> What is being asked:
Go through the entries one line at a time, and gather every line that has the word "EncoderProfile".

[Data entries]
----
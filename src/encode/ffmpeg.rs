//! Capture backend that encodes through the system `ffmpeg`.
//!
//! Frames are written to stdin as raw RGBA; the container is streamed back on stdout and
//! collected in chunks, so nothing touches disk until the download step.

use std::collections::HashSet;
use std::io::{Read, Write};
use std::path::Path;
use std::process::{Child, ChildStdin, Command, Stdio};
use std::thread::JoinHandle;

use crate::encode::sink::{CaptureBackend, EncodedBlob, EncoderHandle, StreamSpec};
use crate::foundation::core::{Fps, FrameIndex};
use crate::foundation::error::{StoryError, StoryResult};
use crate::foundation::math::mul_div255_u16;
use crate::render::backend::FrameRGBA;

const STDOUT_CHUNK: usize = 64 * 1024;

/// How one mime type maps onto `ffmpeg` muxer and codecs.
#[derive(Clone, Copy, Debug, PartialEq, Eq)]
pub(crate) struct EncoderProfile {
    pub(crate) muxer: &'static str,
    pub(crate) video_codec: &'static str,
    pub(crate) audio_codec: &'static str,
    pub(crate) video_args: &'static [&'static str],
    pub(crate) mux_args: &'static [&'static str],
}

const FRAGMENTED_MP4: &[&str] = &["-movflags", "frag_keyframe+empty_moov+default_base_moof"];

/// Muxer and codecs for `mime`, if it is one we know how to produce.
pub(crate) fn profile_for(mime: &str) -> Option<EncoderProfile> {
    let normalized: String = mime
        .chars()
        .filter(|c| !c.is_whitespace())
        .collect::<String>()
        .to_ascii_lowercase();
    let profile = match normalized.as_str() {
        "video/mp4;codecs=avc1.42e01e,mp4a.40.2" => EncoderProfile {
            muxer: "mp4",
            video_codec: "libx264",
            audio_codec: "aac",
            video_args: &["-profile:v", "baseline", "-level", "3.0"],
            mux_args: FRAGMENTED_MP4,
        },
        "video/mp4" => EncoderProfile {
            muxer: "mp4",
            video_codec: "libx264",
            audio_codec: "aac",
            video_args: &[],
            mux_args: FRAGMENTED_MP4,
        },
        "video/webm;codecs=h264" => EncoderProfile {
            muxer: "matroska",
            video_codec: "libx264",
            audio_codec: "libopus",
            video_args: &[],
            mux_args: &[],
        },
        "video/webm;codecs=vp9" => EncoderProfile {
            muxer: "webm",
            video_codec: "libvpx-vp9",
            audio_codec: "libopus",
            video_args: &["-deadline", "realtime", "-cpu-used", "8"],
            mux_args: &[],
        },
        "video/webm" => EncoderProfile {
            muxer: "webm",
            video_codec: "libvpx",
            audio_codec: "libopus",
            video_args: &["-deadline", "realtime", "-cpu-used", "8"],
            mux_args: &[],
        },
        _ => return None,
    };
    Some(profile)
}

/// Capture backend over the system `ffmpeg`.
#[derive(Clone, Debug)]
pub struct FfmpegCapture {
    encoders: Option<HashSet<String>>,
    bg_rgba: [u8; 4],
}

impl FfmpegCapture {
    /// Probe the `ffmpeg` on `PATH` for its encoder list.
    ///
    /// A missing or broken `ffmpeg` yields an unavailable backend rather than an error.
    pub fn probe() -> Self {
        let encoders = list_encoders();
        match &encoders {
            Some(set) => tracing::debug!(count = set.len(), "ffmpeg encoders detected"),
            None => tracing::debug!("ffmpeg not available for capture"),
        }
        Self {
            encoders,
            bg_rgba: [0, 0, 0, 255],
        }
    }

    /// Backend with an explicit encoder list, bypassing the probe.
    pub fn with_encoders<I, S>(encoders: I) -> Self
    where
        I: IntoIterator<Item = S>,
        S: Into<String>,
    {
        Self {
            encoders: Some(encoders.into_iter().map(Into::into).collect()),
            bg_rgba: [0, 0, 0, 255],
        }
    }

    fn has_encoder(&self, name: &str) -> bool {
        self.encoders.as_ref().is_some_and(|set| set.contains(name))
    }
}

impl CaptureBackend for FfmpegCapture {
    fn is_available(&self) -> bool {
        self.encoders.is_some()
    }

    fn is_type_supported(&self, mime: &str) -> bool {
        profile_for(mime).is_some_and(|p| self.has_encoder(p.video_codec))
    }

    fn begin_capture(&mut self, spec: StreamSpec) -> StoryResult<Box<dyn EncoderHandle>> {
        let profile = profile_for(&spec.mime)
            .ok_or_else(|| StoryError::encoder(format!("no ffmpeg profile for '{}'", spec.mime)))?;
        if spec.width == 0 || spec.height == 0 {
            return Err(StoryError::validation("capture width/height must be non-zero"));
        }
        if !spec.width.is_multiple_of(2) || !spec.height.is_multiple_of(2) {
            return Err(StoryError::validation(
                "capture width/height must be even (required for yuv420p output)",
            ));
        }
        let with_audio = spec.audio.is_some() && self.has_encoder(profile.audio_codec);
        if spec.audio.is_some() && !with_audio {
            tracing::warn!(codec = profile.audio_codec, "audio encoder missing, exporting video only");
        }

        let mut cmd = Command::new("ffmpeg");
        cmd.stdin(Stdio::piped())
            .stdout(Stdio::piped())
            .stderr(Stdio::piped());
        cmd.args([
            "-hide_banner",
            "-loglevel",
            "error",
            "-f",
            "rawvideo",
            "-pix_fmt",
            "rgba",
            "-s",
            &format!("{}x{}", spec.width, spec.height),
        ]);
        push_input_fps(&mut cmd, spec.fps);
        cmd.args(["-i", "pipe:0"]);

        match spec.audio.as_ref().filter(|_| with_audio) {
            Some(audio) => {
                if audio.sample_rate == 0 || audio.channels == 0 {
                    return Err(StoryError::validation(
                        "audio sample_rate and channels must be non-zero",
                    ));
                }
                cmd.args([
                    "-f",
                    "f32le",
                    "-ar",
                    &audio.sample_rate.to_string(),
                    "-ac",
                    &audio.channels.to_string(),
                    "-i",
                ])
                .arg(&audio.path)
                .args(["-c:a", profile.audio_codec, "-shortest"]);
            }
            None => {
                cmd.arg("-an");
            }
        }

        cmd.args(["-c:v", profile.video_codec, "-pix_fmt", "yuv420p"])
            .args(profile.video_args)
            .args(["-b:v", &spec.video_bits_per_second.to_string()])
            .args(profile.mux_args)
            .args(["-f", profile.muxer, "pipe:1"]);

        tracing::debug!(mime = %spec.mime, muxer = profile.muxer, codec = profile.video_codec, "spawning ffmpeg");
        let mut child = cmd.spawn().map_err(|e| {
            StoryError::encoder(format!(
                "failed to spawn ffmpeg (is it installed and on PATH?): {e}"
            ))
        })?;

        let stdin = child.stdin.take();
        let stdout = child.stdout.take();
        let stderr = child.stderr.take();
        let (Some(stdin), Some(mut stdout), Some(mut stderr)) = (stdin, stdout, stderr) else {
            let _ = child.kill();
            let _ = child.wait();
            return Err(StoryError::encoder("failed to open ffmpeg pipes (unexpected)"));
        };

        let stdout_drain = std::thread::spawn(move || -> std::io::Result<Vec<Vec<u8>>> {
            let mut chunks = Vec::new();
            let mut buf = vec![0u8; STDOUT_CHUNK];
            loop {
                let n = stdout.read(&mut buf)?;
                if n == 0 {
                    return Ok(chunks);
                }
                chunks.push(buf[..n].to_vec());
            }
        });
        let stderr_drain = std::thread::spawn(move || -> std::io::Result<Vec<u8>> {
            let mut bytes = Vec::new();
            stderr.read_to_end(&mut bytes)?;
            Ok(bytes)
        });

        Ok(Box::new(FfmpegEncoder {
            mime: spec.mime.clone(),
            width: spec.width,
            height: spec.height,
            bg_rgba: self.bg_rgba,
            child,
            stdin: Some(stdin),
            stdout_drain: Some(stdout_drain),
            stderr_drain: Some(stderr_drain),
            scratch: vec![0u8; (spec.width as usize) * (spec.height as usize) * 4],
            last_idx: None,
        }))
    }
}

struct FfmpegEncoder {
    mime: String,
    width: u32,
    height: u32,
    bg_rgba: [u8; 4],
    child: Child,
    stdin: Option<ChildStdin>,
    stdout_drain: Option<JoinHandle<std::io::Result<Vec<Vec<u8>>>>>,
    stderr_drain: Option<JoinHandle<std::io::Result<Vec<u8>>>>,
    scratch: Vec<u8>,
    last_idx: Option<FrameIndex>,
}

impl FfmpegEncoder {
    fn join_stderr(&mut self) -> String {
        match self.stderr_drain.take().map(JoinHandle::join) {
            Some(Ok(Ok(bytes))) => String::from_utf8_lossy(&bytes).trim().to_owned(),
            _ => String::new(),
        }
    }
}

impl EncoderHandle for FfmpegEncoder {
    fn push_frame(&mut self, idx: FrameIndex, frame: &FrameRGBA) -> StoryResult<()> {
        if let Some(last) = self.last_idx
            && idx <= last
        {
            return Err(StoryError::encoder("encoder received out-of-order frame index"));
        }
        self.last_idx = Some(idx);

        if frame.width != self.width || frame.height != self.height {
            return Err(StoryError::validation(format!(
                "frame size mismatch: got {}x{}, expected {}x{}",
                frame.width, frame.height, self.width, self.height
            )));
        }
        flatten_premul_over_bg_to_opaque_rgba8(&mut self.scratch, &frame.data, self.bg_rgba)?;

        let Some(stdin) = self.stdin.as_mut() else {
            return Err(StoryError::encoder("encoder is already finalized"));
        };
        if let Err(e) = stdin.write_all(&self.scratch) {
            let stderr = self.join_stderr();
            return Err(StoryError::encoder(format!(
                "failed to write frame to ffmpeg stdin: {e} {stderr}"
            )));
        }
        Ok(())
    }

    fn stop(mut self: Box<Self>) -> StoryResult<EncodedBlob> {
        drop(self.stdin.take());
        let status = self
            .child
            .wait()
            .map_err(|e| StoryError::encoder(format!("failed to wait for ffmpeg to finish: {e}")))?;
        let chunks = match self.stdout_drain.take().map(JoinHandle::join) {
            Some(Ok(Ok(chunks))) => chunks,
            Some(Ok(Err(e))) => {
                return Err(StoryError::encoder(format!("ffmpeg stdout read failed: {e}")));
            }
            Some(Err(_)) => return Err(StoryError::encoder("ffmpeg stdout drain thread panicked")),
            None => Vec::new(),
        };
        let stderr = self.join_stderr();
        if !status.success() {
            return Err(StoryError::encoder(format!(
                "ffmpeg exited with status {status}: {stderr}"
            )));
        }
        Ok(EncodedBlob {
            mime: std::mem::take(&mut self.mime),
            chunks,
        })
    }

    fn abort(mut self: Box<Self>) {
        drop(self.stdin.take());
        let _ = self.child.kill();
        let _ = self.child.wait();
        if let Some(h) = self.stdout_drain.take() {
            let _ = h.join();
        }
        let _ = self.join_stderr();
    }
}

impl Drop for FfmpegEncoder {
    fn drop(&mut self) {
        if self.stdin.take().is_some() {
            tracing::warn!("ffmpeg encoder dropped without stop, killing child");
            let _ = self.child.kill();
            let _ = self.child.wait();
        }
    }
}

fn push_input_fps(cmd: &mut Command, fps: Fps) {
    cmd.args(["-r", &format!("{}/{}", fps.num, fps.den)]);
}

fn list_encoders() -> Option<HashSet<String>> {
    let out = Command::new("ffmpeg")
        .args(["-hide_banner", "-encoders"])
        .stdin(Stdio::null())
        .stderr(Stdio::null())
        .output()
        .ok()?;
    if !out.status.success() {
        return None;
    }
    Some(parse_encoder_list(&String::from_utf8_lossy(&out.stdout)))
}

/// Encoder names from `ffmpeg -encoders` output, skipping the legend.
pub(crate) fn parse_encoder_list(text: &str) -> HashSet<String> {
    text.lines()
        .skip_while(|l| !l.trim_start().starts_with("---"))
        .skip(1)
        .filter_map(|l| {
            let mut parts = l.split_whitespace();
            let flags = parts.next()?;
            let name = parts.next()?;
            (flags.len() == 6).then(|| name.to_owned())
        })
        .collect()
}

fn flatten_premul_over_bg_to_opaque_rgba8(
    dst: &mut [u8],
    src_premul: &[u8],
    bg_rgba: [u8; 4],
) -> StoryResult<()> {
    if dst.len() != src_premul.len() || !dst.len().is_multiple_of(4) {
        return Err(StoryError::validation(
            "frame.data size mismatch with width*height*4",
        ));
    }

    let [bg_r, bg_g, bg_b, _] = bg_rgba.map(u16::from);
    for (d, s) in dst.chunks_exact_mut(4).zip(src_premul.chunks_exact(4)) {
        let a = u16::from(s[3]);
        if a == 255 {
            d.copy_from_slice(s);
            continue;
        }
        let inv = 255u16 - a;
        d[0] = (u16::from(s[0]) + mul_div255_u16(bg_r, inv)).min(255) as u8;
        d[1] = (u16::from(s[1]) + mul_div255_u16(bg_g, inv)).min(255) as u8;
        d[2] = (u16::from(s[2]) + mul_div255_u16(bg_b, inv)).min(255) as u8;
        d[3] = 255;
    }
    Ok(())
}

/// Ensure the parent directory of `path` exists.
pub fn ensure_parent_dir(path: &Path) -> StoryResult<()> {
    if let Some(parent) = path.parent() {
        use anyhow::Context as _;
        std::fs::create_dir_all(parent)
            .with_context(|| format!("failed to create output directory '{}'", parent.display()))?;
    }
    Ok(())
}

/// Return `true` when `ffmpeg` can be invoked from `PATH`.
pub fn is_ffmpeg_on_path() -> bool {
    Command::new("ffmpeg")
        .arg("-version")
        .stdout(Stdio::null())
        .stderr(Stdio::null())
        .status()
        .map(|s| s.success())
        .unwrap_or(false)
}

#[cfg(test)]
#[path = "../../tests/unit/encode/ffmpeg.rs"]
mod tests;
----
> Solution to this task:
pub(crate) struct EncoderProfile {
pub(crate) fn profile_for(mime: &str) -> Option<EncoderProfile> {
        "video/mp4;codecs=avc1.42e01e,mp4a.40.2" => EncoderProfile {
        "video/mp4" => EncoderProfile {
        "video/webm;codecs=h264" => EncoderProfile {
        "video/webm;codecs=vp9" => EncoderProfile {
        "video/webm" => EncoderProfile {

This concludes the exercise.